Monday, July 30, 2012

Turkey and International Child Abduction
by 
Jeremy Morley
 
Turkey has a record of failing to comply with international norms concerning the return of internationally abducted children and the Hague Abduction Convention. 

Courts in Turkey have frequently insisted that a Hague case requires the courts to conduct a full and lengthy “best interests” evaluation. Such practices are in flagrant disregard of the treaty, which requires that courts must not consider “best interests” and must return wrongfully removed or retained children so that the courts of the habitual residence of the children may decide what is best for them.

Furthermore a return under the Hague Convention should normally occur within six weeks of the initiation of a case but the Turkish record is that it generally takes one year or often far more than that for a return to take place.

There has been insufficient training of judges and lawyers concerning the Hague Convention.

The U.S. Department of State issues annual compliance reports to Congress as to the compliance of Hague treaty partners with the terms of the Convention. Such reports are extremely conservative in their views but it is remarkable that Turkey has perennially been sharply and negatively criticized by the United States Department of State for its misconduct in failing to return children abducted to Turkey from the USA to Turkey. They establish that the Turkish courts have failed to return abducted children and in many other cases have failed to do so until many years have elapsed. 

The European Court of Human Rights (the "ECHR") has ruled on at least two seperate occasions that Turkey has violated the human rights of left-behind parents by failing to return children who were abducted to Turkey.

On March 5, 2012 the ECHR rendered a ruling in that Turkey had violated its obligations to a father residing in the United States whose Turkish wife took their daughter for a visit to Turkey in 2007 and failed and refused to bring her back. In plain violation of the Hague Convention the Turkish courts had made a best interests ruling in the father’s Hague case. At first instance and on appeal they had held that it was best for the child to stay in Turkey. The ECHR ruled that Turkey had thereby violated the treaty. Unfortunately the only result of the ruling – after close to five years of litigation -- was that the Government of Turkey was required to pay a nominal sum of damages to the left-behind father, but that the child remained in Turkey.
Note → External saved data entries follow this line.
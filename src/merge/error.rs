//! Merge error types

use thiserror::Error;

use crate::storage::StorageError;

/// Errors that stop a merge from starting or finishing. Conflicts are not
/// errors: a merge with conflicts is a valid intermediate state.
#[derive(Debug, Error)]
pub enum MergeError {
    #[error("merge would override local changes, commit or discard them first")]
    LocalChanges,

    #[error("a merge is already in progress")]
    MergeInProgress,

    #[error("no merge in progress")]
    NotMerging,

    #[error("{count} unresolved conflicts remain")]
    UnresolvedConflicts { count: usize },

    #[error(transparent)]
    Storage(#[from] StorageError),
}

impl MergeError {
    pub fn is_not_found(&self) -> bool {
        matches!(self, MergeError::Storage(e) if e.is_not_found())
    }

    pub fn is_conflict(&self) -> bool {
        match self {
            MergeError::UnresolvedConflicts { .. } => true,
            MergeError::Storage(e) => e.is_conflict(),
            _ => false,
        }
    }
}

pub type MergeResult<T> = Result<T, MergeError>;
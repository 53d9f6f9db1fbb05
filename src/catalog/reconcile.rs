//! Column reconciliation between two schema versions.
//!
//! Columns are matched by tag only. A tag present in both schemas is
//! "matched"; its values pass through unchanged when the types agree and are
//! coerced to the `to` type otherwise. A tag present on one side only shows up
//! as null on the other side. Two columns with the same name but different
//! tags are unrelated.

use super::row::Row;
use super::schema::Schema;
use super::types::{Column, Tag};
use super::value::{coerce, Value};
use crate::warnings::{Warning, Warnings};

/// One column of the union of two schemas.
#[derive(Debug, Clone, PartialEq)]
pub struct MappedColumn {
    pub tag: Tag,
    pub from: Option<Column>,
    pub to: Option<Column>,
}

impl MappedColumn {
    /// present in both schemas
    pub fn is_matched(&self) -> bool {
        self.from.is_some() && self.to.is_some()
    }

    /// matched, but the values need converting
    pub fn needs_coercion(&self) -> bool {
        match (&self.from, &self.to) {
            (Some(f), Some(t)) => f.data_type != t.data_type,
            _ => false,
        }
    }

    /// display name: the `to` name when the column still exists
    pub fn name(&self) -> &str {
        self.to
            .as_ref()
            .or(self.from.as_ref())
            .map(|c| c.name.as_str())
            .unwrap_or_default()
    }

    /// `to` name differs from the `from` name
    pub fn is_renamed(&self) -> bool {
        match (&self.from, &self.to) {
            (Some(f), Some(t)) => f.name != t.name,
            _ => false,
        }
    }
}

/// Result of [`reconcile`]: the union of both column sets, `to` columns first
/// (in `to` order), then columns that exist only in `from`.
#[derive(Debug, Clone, PartialEq, Default)]
pub struct ColumnMapping {
    columns: Vec<MappedColumn>,
}

/// Match the columns of two schema versions by tag.
pub fn reconcile(from: &Schema, to: &Schema) -> ColumnMapping {
    let mut columns: Vec<MappedColumn> = to
        .columns()
        .iter()
        .map(|t| MappedColumn {
            tag: t.tag,
            from: from.column(t.tag).cloned(),
            to: Some(t.clone()),
        })
        .collect();
    columns.extend(
        from.columns()
            .iter()
            .filter(|f| !to.contains_tag(f.tag))
            .map(|f| MappedColumn {
                tag: f.tag,
                from: Some(f.clone()),
                to: None,
            }),
    );
    ColumnMapping { columns }
}

impl ColumnMapping {
    pub fn columns(&self) -> &[MappedColumn] {
        &self.columns
    }

    pub fn matched(&self) -> impl Iterator<Item = &MappedColumn> + '_ {
        self.columns.iter().filter(|c| c.is_matched())
    }

    /// columns only in `to` (added)
    pub fn to_only(&self) -> impl Iterator<Item = &MappedColumn> + '_ {
        self.columns.iter().filter(|c| c.from.is_none())
    }

    /// columns only in `from` (dropped)
    pub fn from_only(&self) -> impl Iterator<Item = &MappedColumn> + '_ {
        self.columns.iter().filter(|c| c.to.is_none())
    }

    /// true when rows of `from` are valid rows of `to` without conversion
    pub fn is_identity(&self) -> bool {
        self.columns.iter().all(|c| c.is_matched() && !c.needs_coercion())
    }

    /// Values of a `from` row aligned with [`columns`](Self::columns). Matched
    /// columns are coerced to their `to` type; failures become null and are
    /// reported in `warnings`.
    pub fn project_from(&self, row: Option<&Row>, warnings: &mut Warnings) -> Vec<Value> {
        self.columns
            .iter()
            .map(|c| match (row, &c.from) {
                (Some(row), Some(_)) => convert(c, row.get(c.tag), warnings),
                _ => Value::Null,
            })
            .collect()
    }

    /// Values of a `to` row aligned with [`columns`](Self::columns).
    pub fn project_to(&self, row: Option<&Row>) -> Vec<Value> {
        self.columns
            .iter()
            .map(|c| match (row, &c.to) {
                (Some(row), Some(_)) => row.get(c.tag).clone(),
                _ => Value::Null,
            })
            .collect()
    }

    /// Rewrite a `from` row as a `to` row: dropped columns removed, matched
    /// columns coerced, added columns left null.
    pub fn convert_row(&self, row: &Row, warnings: &mut Warnings) -> Row {
        self.columns
            .iter()
            .filter(|c| c.is_matched())
            .map(|c| (c.tag, convert(c, row.get(c.tag), warnings)))
            .collect()
    }
}

fn convert(column: &MappedColumn, value: &Value, warnings: &mut Warnings) -> Value {
    let Some(to) = &column.to else {
        return value.clone();
    };
    if !column.needs_coercion() || value.is_null() {
        return value.clone();
    }
    match coerce(value, &to.data_type) {
        Ok(v) => v,
        Err(e) => {
            warnings.push(Warning::Coercion {
                column: column.name().to_string(),
                value: e.value,
                target: e.target.to_string(),
            });
            Value::Null
        }
    }
}
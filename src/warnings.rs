//! Non-fatal conditions reported next to diff and merge results.
//!
//! Coercion failures and degraded diffs do not abort an operation: the
//! affected value becomes null (or the diff loses `Modified` entries) and a
//! [`Warning`] is recorded. A [`Warnings`] collector keeps at most `limit`
//! entries and counts the rest, so one bad column in a large table can't
//! flood the caller.

use std::fmt;

/// One recovered problem.
#[derive(Debug, Clone, PartialEq, Eq)]
pub enum Warning {
    /// a value could not be converted to its column's new type and became null
    Coercion {
        column: String,
        value: String,
        target: String,
    },
    /// key-based matching was unsound, only added/removed rows were reported
    DegradedDiff { table: String, reason: String },
}

impl fmt::Display for Warning {
    fn fmt(&self, f: &mut fmt::Formatter<'_>) -> fmt::Result {
        match self {
            Warning::Coercion { column, value, target } => write!(
                f,
                "unable to coerce value from field '{}': {} cannot be represented as {}",
                column, value, target
            ),
            Warning::DegradedDiff { table, reason } => write!(
                f,
                "cannot render full diff between commits for table '{}': {}",
                table, reason
            ),
        }
    }
}

/// Bounded warning accumulator.
#[derive(Debug, Clone, PartialEq, Eq)]
pub struct Warnings {
    items: Vec<Warning>,
    suppressed: usize,
    limit: usize,
}

impl Default for Warnings {
    fn default() -> Self {
        Self::with_limit(Self::DEFAULT_LIMIT)
    }
}

impl Warnings {
    pub const DEFAULT_LIMIT: usize = 64;

    pub fn new() -> Self {
        Self::default()
    }

    pub fn with_limit(limit: usize) -> Self {
        Self {
            items: Vec::new(),
            suppressed: 0,
            limit,
        }
    }

    pub fn push(&mut self, warning: Warning) {
        if self.items.len() < self.limit {
            self.items.push(warning);
        } else {
            self.suppressed += 1;
        }
    }

    /// move everything from `other` into this collector
    pub fn absorb(&mut self, other: Warnings) {
        for warning in other.items {
            self.push(warning);
        }
        self.suppressed += other.suppressed;
    }

    /// retained warnings
    pub fn items(&self) -> &[Warning] {
        &self.items
    }

    /// warnings dropped because the limit was reached
    pub fn suppressed(&self) -> usize {
        self.suppressed
    }

    /// total warnings seen, retained or not
    pub fn total(&self) -> usize {
        self.items.len() + self.suppressed
    }

    pub fn is_empty(&self) -> bool {
        self.total() == 0
    }

    pub fn has_degraded_diff(&self) -> bool {
        self.items.iter().any(|w| matches!(w, Warning::DegradedDiff { .. }))
    }
}

#[cfg(test)]
mod tests {
    use super::*;

    fn coercion(i: usize) -> Warning {
        Warning::Coercion {
            column: "c".into(),
            value: i.to_string(),
            target: "INT".into(),
        }
    }

    #[test]
    fn test_limit_counts_overflow() {
        let mut warnings = Warnings::with_limit(2);
        for i in 0..5 {
            warnings.push(coercion(i));
        }
        assert_eq!(warnings.items().len(), 2);
        assert_eq!(warnings.suppressed(), 3);
        assert_eq!(warnings.total(), 5);
    }

    #[test]
    fn test_absorb_keeps_suppressed_counts() {
        let mut a = Warnings::with_limit(1);
        let mut b = Warnings::with_limit(1);
        b.push(coercion(1));
        b.push(coercion(2));
        a.push(coercion(0));
        a.absorb(b);
        assert_eq!(a.items().len(), 1);
        assert_eq!(a.total(), 3);
    }

    #[test]
    fn test_display() {
        let w = Warning::DegradedDiff {
            table: "t".into(),
            reason: "primary key set changed".into(),
        };
        assert!(w.to_string().starts_with("cannot render full diff between commits"));
        assert!(coercion(1).to_string().starts_with("unable to coerce value from field"));
    }
}
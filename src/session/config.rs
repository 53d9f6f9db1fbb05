//! Repository configuration.

use std::fmt;
use std::path::PathBuf;
use std::sync::Arc;

use crate::privileges::PrivilegeStore;
use crate::storage::{Author, BranchName};
use crate::warnings::Warnings;

/// Repository configuration options.
#[derive(Clone)]
pub struct RepositoryConfig {
    /// Bare git repository backing the store; `None` keeps everything in memory.
    pub path: Option<PathBuf>,
    /// Create the repository if it doesn't exist.
    pub create_if_missing: bool,
    /// Author recorded on commits.
    pub author: Author,
    /// Allow committing while merge conflicts are outstanding.
    pub allow_commit_conflicts: bool,
    /// Warnings kept per operation before the rest are only counted.
    pub max_warnings: usize,
    /// Branch created on init and used for `HEAD` outside a session.
    pub default_branch: BranchName,
    /// Where users and grants are persisted.
    pub privileges: Option<Arc<dyn PrivilegeStore>>,
}

impl Default for RepositoryConfig {
    fn default() -> Self {
        Self {
            path: None,
            create_if_missing: true,
            author: Author::system(),
            allow_commit_conflicts: false,
            max_warnings: Warnings::DEFAULT_LIMIT,
            default_branch: BranchName::main(),
            privileges: None,
        }
    }
}

impl RepositoryConfig {
    /// Create a new configuration for a repository at `path`.
    pub fn new(path: impl Into<PathBuf>) -> Self {
        Self {
            path: Some(path.into()),
            ..Default::default()
        }
    }

    /// Configuration of a repository that lives in memory only.
    pub fn in_memory() -> Self {
        Self::default()
    }

    /// Set create_if_missing flag.
    pub fn create_if_missing(mut self, value: bool) -> Self {
        self.create_if_missing = value;
        self
    }

    pub fn author(mut self, name: impl Into<String>, email: impl Into<String>) -> Self {
        self.author = Author::new(name, email);
        self
    }

    /// Set allow_commit_conflicts flag.
    pub fn allow_commit_conflicts(mut self, value: bool) -> Self {
        self.allow_commit_conflicts = value;
        self
    }

    pub fn max_warnings(mut self, value: usize) -> Self {
        self.max_warnings = value;
        self
    }

    pub fn default_branch(mut self, branch: BranchName) -> Self {
        self.default_branch = branch;
        self
    }

    pub fn privileges(mut self, store: Arc<dyn PrivilegeStore>) -> Self {
        self.privileges = Some(store);
        self
    }

    pub(crate) fn warnings(&self) -> Warnings {
        Warnings::with_limit(self.max_warnings)
    }
}

impl fmt::Debug for RepositoryConfig {
    fn fmt(&self, f: &mut fmt::Formatter<'_>) -> fmt::Result {
        f.debug_struct("RepositoryConfig")
            .field("path", &self.path)
            .field("create_if_missing", &self.create_if_missing)
            .field("author", &self.author)
            .field("allow_commit_conflicts", &self.allow_commit_conflicts)
            .field("max_warnings", &self.max_warnings)
            .field("default_branch", &self.default_branch)
            .field("privileges", &self.privileges.is_some())
            .finish()
    }
}
//! Branch and reference management.
//!
//! Branches are refs under `refs/heads/` pointing at commit objects. Every
//! branch also owns a working set ref under `refs/workingSets/heads/`.
//! All pointer moves are compare-and-swap.

use tracing::{debug, warn};

use crate::storage::error::{StorageError, StorageResult};
use crate::storage::object_store::RefStore;
use crate::storage::types::{BranchName, CommitId, ObjectId};

/// Manages branch pointers and working set refs.
pub struct RefManager;

impl RefManager {
    /// Resolve a branch name to its current commit ID.
    pub fn resolve_branch(refs: &dyn RefStore, branch: &BranchName) -> StorageResult<CommitId> {
        refs.read_ref(&branch.as_ref_path())?
            .map(CommitId::new)
            .ok_or_else(|| StorageError::RefNotFound(branch.to_string()))
    }

    /// Check if a branch exists.
    pub fn branch_exists(refs: &dyn RefStore, branch: &BranchName) -> StorageResult<bool> {
        Ok(refs.read_ref(&branch.as_ref_path())?.is_some())
    }

    /// Create a new branch pointing to the given commit.
    pub fn create_branch(refs: &dyn RefStore, branch: &BranchName, target: CommitId) -> StorageResult<()> {
        match refs.update_ref(&branch.as_ref_path(), None, Some(target.object_id())) {
            Ok(()) => {
                debug!(branch = %branch, target = %target.short(), "created branch");
                Ok(())
            }
            Err(StorageError::ConcurrentModification { .. }) => {
                Err(StorageError::BranchAlreadyExists(branch.to_string()))
            }
            Err(e) => Err(e),
        }
    }

    /// Update a branch only if it still points to the expected commit.
    ///
    /// Returns `ConcurrentModification` if the branch was moved by another
    /// writer since `expected` was read.
    pub fn update_branch_if_unchanged(
        refs: &dyn RefStore,
        branch: &BranchName,
        expected: CommitId,
        new_target: CommitId,
    ) -> StorageResult<()> {
        let result = refs.update_ref(
            &branch.as_ref_path(),
            Some(expected.object_id()),
            Some(new_target.object_id()),
        );
        match &result {
            Ok(()) => debug!(
                branch = %branch,
                from = %expected.short(),
                to = %new_target.short(),
                "moved branch"
            ),
            Err(StorageError::ConcurrentModification { .. }) => warn!(
                branch = %branch,
                expected = %expected.short(),
                "branch moved concurrently, update rejected"
            ),
            Err(_) => {}
        }
        result
    }

    /// Delete a branch and its working set.
    pub fn delete_branch(refs: &dyn RefStore, branch: &BranchName) -> StorageResult<()> {
        let head = Self::resolve_branch(refs, branch)?;
        refs.update_ref(&branch.as_ref_path(), Some(head.object_id()), None)?;

        let ws_ref = branch.working_set_ref_path();
        if let Some(ws) = refs.read_ref(&ws_ref)? {
            refs.update_ref(&ws_ref, Some(ws), None)?;
        }
        debug!(branch = %branch, "deleted branch");
        Ok(())
    }

    /// List all branches, sorted by name.
    pub fn list_branches(refs: &dyn RefStore) -> StorageResult<Vec<(BranchName, CommitId)>> {
        let mut result = Vec::new();
        for (name, target) in refs.list_refs(BranchName::HEADS_PREFIX)? {
            let short = &name[BranchName::HEADS_PREFIX.len()..];
            if let Ok(branch) = BranchName::new(short) {
                result.push((branch, CommitId::new(target)));
            }
        }
        Ok(result)
    }

    /// Current working set object of a branch, if one was ever written.
    pub fn working_set(refs: &dyn RefStore, branch: &BranchName) -> StorageResult<Option<ObjectId>> {
        refs.read_ref(&branch.working_set_ref_path())
    }

    /// Publish a new working set object for a branch (compare-and-swap).
    pub fn update_working_set(
        refs: &dyn RefStore,
        branch: &BranchName,
        expected: Option<ObjectId>,
        new: ObjectId,
    ) -> StorageResult<()> {
        refs.update_ref(&branch.working_set_ref_path(), expected, Some(new))
    }
}

#[cfg(test)]
mod tests {
    use super::*;
    use crate::storage::object_store::{MemoryStore, ObjectStore};

    fn commit_like(store: &MemoryStore, tag: &[u8]) -> CommitId {
        CommitId::new(store.put(tag).unwrap())
    }

    #[test]
    fn test_create_and_resolve_branch() {
        let store = MemoryStore::new();
        let c1 = commit_like(&store, b"c1");
        let main = BranchName::main();

        RefManager::create_branch(&store, &main, c1).unwrap();
        assert!(RefManager::branch_exists(&store, &main).unwrap());
        assert_eq!(RefManager::resolve_branch(&store, &main).unwrap(), c1);

        let err = RefManager::create_branch(&store, &main, c1).unwrap_err();
        assert!(matches!(err, StorageError::BranchAlreadyExists(_)));
    }

    #[test]
    fn test_update_branch_if_unchanged() {
        let store = MemoryStore::new();
        let c1 = commit_like(&store, b"c1");
        let c2 = commit_like(&store, b"c2");
        let c3 = commit_like(&store, b"c3");
        let main = BranchName::main();
        RefManager::create_branch(&store, &main, c1).unwrap();

        RefManager::update_branch_if_unchanged(&store, &main, c1, c2).unwrap();
        let err = RefManager::update_branch_if_unchanged(&store, &main, c1, c3).unwrap_err();
        assert!(err.is_retriable());
        assert_eq!(RefManager::resolve_branch(&store, &main).unwrap(), c2);
    }

    #[test]
    fn test_list_and_delete_branches() {
        let store = MemoryStore::new();
        let c1 = commit_like(&store, b"c1");
        let main = BranchName::main();
        let dev = BranchName::new("dev").unwrap();
        RefManager::create_branch(&store, &main, c1).unwrap();
        RefManager::create_branch(&store, &dev, c1).unwrap();
        RefManager::update_working_set(&store, &dev, None, c1.object_id()).unwrap();

        let names: Vec<String> = RefManager::list_branches(&store)
            .unwrap()
            .into_iter()
            .map(|(b, _)| b.to_string())
            .collect();
        assert_eq!(names, vec!["dev", "main"]);

        RefManager::delete_branch(&store, &dev).unwrap();
        assert!(!RefManager::branch_exists(&store, &dev).unwrap());
        assert!(RefManager::working_set(&store, &dev).unwrap().is_none());
        assert!(RefManager::resolve_branch(&store, &dev).unwrap_err().is_not_found());
    }
}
In another case the ECHR ruled that Turkey violated the rights of a left-behind Icelandic mother to have access to her children in Turkey. The mother had travelled to Turkey from Iceland on more than 100 separate occasions to try to see her children but these efforts had been entirely unsuccessful because the father had hidden the children each time and the Turkish authorities had failed to take any meaningful measures to assist her. Again the result was merely a fine.

On May 24, 2011 an American mother testified before the United States House of Representatives’ Foreign Affairs Committee that she had allowed the child’s Turkish father to take their son from their home in Ohio to Turkey for a family visit; that the father had provided her with a round trip travel itinerary; that he had given her a signed, notarized statement promising to return with the child on the stated dates; and that he had nonetheless kept the child in Turkey. She testified as to enormous efforts to get her child home – all of which had been entirely unsuccessful – and to her consequential emotional distress and devastation.

In yet another case, a child was abducted from Israel to Turkey in 2004 by her mother. The left-behind father promptly sought the child’s return under the Hague Convention. The Turkish authorities eventually ordered the child’s return. The case went on appeal to the ECHR, which upheld the return order. At that stage the mother hid the child in Turkey and the Turkish authorities failed to find her for two years. Only then – four years after the abduction and only after an enormously expensive series of court battles and after the father had traveled to Turkey more than fifty times – was the child ultimately returned.

Since the court system in Turkey in Hague cases has improperly allowed a taking parent to demand a full plenary best interests analysis, the taking parent invariably has had ample opportunity to create “facts on the ground” in terms of getting the child sufficiently settled into life in Turkey as to justify a Turkish court in ultimately deeming that it is best to keep the child in Turkey.

Will matters improve? The Turkish Central Authority promises that they will.